WHY do we cook stuffing only once a year? On any given weekend, a reasonably ambitious cook might roast a bird, mash some potatoes and bake a pie. But stuffing — beloved whether it is sausage or meatless, corn bread or sourdough, inside the bird or out — is cordoned off into a Thanksgiving-only category.

This is plain wrong, because bread stuffing is one of the most forgiving, fragrant and inspiring dishes imaginable. When made from scratch and seasoned right, it is rich, moist and savory, shot through with different textures and flavors that give cooks plenty of room to play. That basic amalgamation of starch, fat and aromatics is indisputably delicious.

And not so long ago, it was a staple on the American table.

“Every Friday night, of course, roast chicken with bread stuffing,” said Sheila Brass, 75, who grew up in Winthrop, Mass. Ms. Brass, a culinary historian, said her mother always had leftover bread in a tin container on top of the refrigerator, drying out in preparation for the Sabbath meal. Rendered chicken fat, grated onions, plenty of black pepper and an egg were added to bind and season the bread into a kind of savory bread pudding. “She would use Vienna rolls, bulkie rolls, cholly,” Ms. Brass said, in her blend of strong New England and slight Yiddish accents.

Bread stuffing in America originates on the British side of our culinary family; in England, it is inexorably seasoned with onion and sage and served at Sunday dinner. The dish lingered in our cooking tradition as a thrifty way to extract every savory bit of bird and bread.

But at some point in the 1970s, around the time low-carb diets and Mediterranean cooking came into vogue, a rich side dish of bread that had spent hours absorbing meat juices and fat was no longer so appealing.

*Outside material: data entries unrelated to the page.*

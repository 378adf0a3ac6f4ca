use anyhow::{Result, bail};
use serde_json::Value;
use std::fs;
use std::path::Path;
use std::process::Command;
use tempfile::TempDir;

fn run_opa64(args: &[&str]) -> Result<String> {
    let mut me = std::env::current_exe()?;
    me.pop(); // chop off the file name
    me.pop(); // chop off `deps`
    me.push("opa64");
    let output = Command::new(&me).args(args).output()?;
    if !output.status.success() {
        bail!(
            "Failed to execute opa64 with: {:?}\n{}",
            args,
            String::from_utf8_lossy(&output.stderr)
        );
    }
    Ok(String::from_utf8(output.stdout).unwrap())
}

const DATABASE: &str = r#"{
    "zip": {
        "table": {},
        "intrinsics": [{
            "op_raw": "zip1",
            "form": "vvv",
            "datatypes": ["8"],
            "intrinsic": "int8x8_t vzip1_s8(int8x8_t a, int8x8_t b)",
            "sequence": ["zip1 vd.8b,vn.8b,vm.8b"]
        }]
    },
    "sub": {
        "table": {
            "a55": [{
                "op_raw": "sub",
                "iclass": "general",
                "itype": "any",
                "variant": ["alu", "basic"],
                "latency": "1",
                "throughput": "2",
                "pipes": "i0/i1",
                "notes": ""
            }]
        }
    },
    "add": {
        "table": {}
    }
}"#;

/// A scratch directory with the database above and an empty configuration,
/// so that no user configuration leaks into the tests.
fn workspace() -> Result<TempDir> {
    let dir = tempfile::tempdir()?;
    fs::write(dir.path().join("db.json"), DATABASE)?;
    fs::write(dir.path().join("config.toml"), "")?;
    Ok(dir)
}

fn path(dir: &TempDir, name: &str) -> String {
    dir.path().join(name).to_str().unwrap().to_string()
}

fn opcodes(records: &Value) -> Vec<&str> {
    records
        .as_array()
        .unwrap()
        .iter()
        .map(|r| r["bf"]["op"].as_str().unwrap())
        .collect()
}

// Relinking a database prints the records sorted by opcode.
#[test]
fn relink_prints_sorted_records() -> Result<()> {
    let dir = workspace()?;
    let stdout = run_opa64(&[
        "relink",
        "--config",
        &path(&dir, "config.toml"),
        "--db",
        &path(&dir, "db.json"),
    ])?;
    let records: Value = serde_json::from_str(&stdout)?;
    assert_eq!(opcodes(&records), ["add", "sub", "zip1"]);

    let sub = &records[1];
    assert_eq!(sub["bf"]["ic"], "unknown");
    assert_eq!(sub["tb"].as_object().unwrap().len(), 0);

    let zip = &records[2];
    assert_eq!(zip["bf"]["ic"], "advsimd");
    assert_eq!(zip["bf"]["as"][0], "zip1 vd.8b,vn.8b,vm.8b");
    Ok(())
}

// The configuration file reaches the relink stage.
#[test]
fn relink_honors_config() -> Result<()> {
    let dir = workspace()?;
    fs::write(
        dir.path().join("config.toml"),
        "[relink]\nvector-shuffle-opcodes = []\n",
    )?;
    let output = path(&dir, "records.json");
    run_opa64(&[
        "relink",
        "--config",
        &path(&dir, "config.toml"),
        "--db",
        &path(&dir, "db.json"),
        "-o",
        &output,
    ])?;
    let records: Value = serde_json::from_str(&fs::read_to_string(&output)?)?;
    assert_eq!(records[2]["bf"]["ic"], "unknown");
    Ok(())
}

#[test]
fn relink_missing_database_fails() -> Result<()> {
    let dir = workspace()?;
    assert!(
        run_opa64(&[
            "relink",
            "--config",
            &path(&dir, "config.toml"),
            "--db",
            &path(&dir, "missing.json"),
        ])
        .is_err(),
        "shall fail"
    );
    Ok(())
}

#[test]
fn invalid_config_fails() -> Result<()> {
    let dir = workspace()?;
    fs::write(dir.path().join("config.toml"), "[relink]\nseparator = \";\"\n")?;
    assert!(
        run_opa64(&[
            "relink",
            "--config",
            &path(&dir, "config.toml"),
            "--db",
            &path(&dir, "db.json"),
        ])
        .is_err(),
        "shall fail"
    );
    Ok(())
}

// Missing documents are reported on stderr; the database is still written.
#[test]
fn parse_without_documents() -> Result<()> {
    let dir = workspace()?;
    let stdout = run_opa64(&[
        "parse",
        "--config",
        &path(&dir, "config.toml"),
        "--dir",
        &path(&dir, "downloads"),
        "--doc",
        "intrinsics,table.z9",
    ])?;
    let db: Value = serde_json::from_str(&stdout)?;
    assert_eq!(db, serde_json::json!({}));
    Ok(())
}

#[test]
fn parse_tables() -> Result<()> {
    let dir = workspace()?;
    let downloads = dir.path().join("downloads");
    fs::create_dir(&downloads)?;
    fs::write(
        downloads.join("arm_cortex_a55_software_optimization_guide_v3.pdf.json"),
        r#"[{"page": 9, "rows": [
            ["Instruction Group", "AArch64 Instructions", "Exec Latency", "Execution Throughput", "Utilized Pipelines", "Notes"],
            ["ALU, basic", "ADD{S}", "1", "2", "I0/I1", ""]
        ]}]"#,
    )?;
    let output = path(&dir, "tables.json");
    run_opa64(&[
        "parse",
        "--config",
        &path(&dir, "config.toml"),
        "--dir",
        downloads.to_str().unwrap(),
        "--doc",
        "table.a55",
        "-o",
        &output,
    ])?;
    let db: Value = serde_json::from_str(&fs::read_to_string(&output)?)?;
    let keys = db.as_object().unwrap().keys().collect::<Vec<_>>();
    assert_eq!(keys, ["add", "adds"]);
    assert_eq!(db["adds"]["table"]["a55"][0]["op_raw"], "adds");

    let records: Value = serde_json::from_str(&run_opa64(&[
        "relink",
        "--config",
        &path(&dir, "config.toml"),
        "--db",
        &output,
    ])?)?;
    assert_eq!(opcodes(&records), ["add", "adds"]);
    Ok(())
}

// `config new` writes a template once and refuses to overwrite it.
#[test]
fn config_new_refuses_to_overwrite() -> Result<()> {
    let dir = tempfile::tempdir()?;
    let config = dir.path().join("nested").join("config.toml");
    let config = config.to_str().unwrap();

    let stdout = run_opa64(&["config", "new", config])?;
    assert!(stdout.contains("configuration template"));
    assert!(fs::read_to_string(config)?.contains("[relink]"));
    assert!(run_opa64(&["config", "new", config]).is_err(), "shall fail");

    // the template is a valid configuration
    let db = dir.path().join("db.json");
    fs::write(&db, DATABASE)?;
    run_opa64(&["relink", "--config", config, "--db", db.to_str().unwrap()])?;
    assert!(Path::new(config).exists());
    Ok(())
}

Also, the Agriculture Department has become increasingly discouraging about stuffing. The spread of salmonella and other bacteria in the food supply has pushed the agency’s minimum temperature for safely cooked poultry to 165 degrees. (The magic number for meat is 145 degrees.) For a turkey larger than about 10 pounds, once the stuffing at the center of the bird hits 165 degrees, the bird itself is as dry as jerky.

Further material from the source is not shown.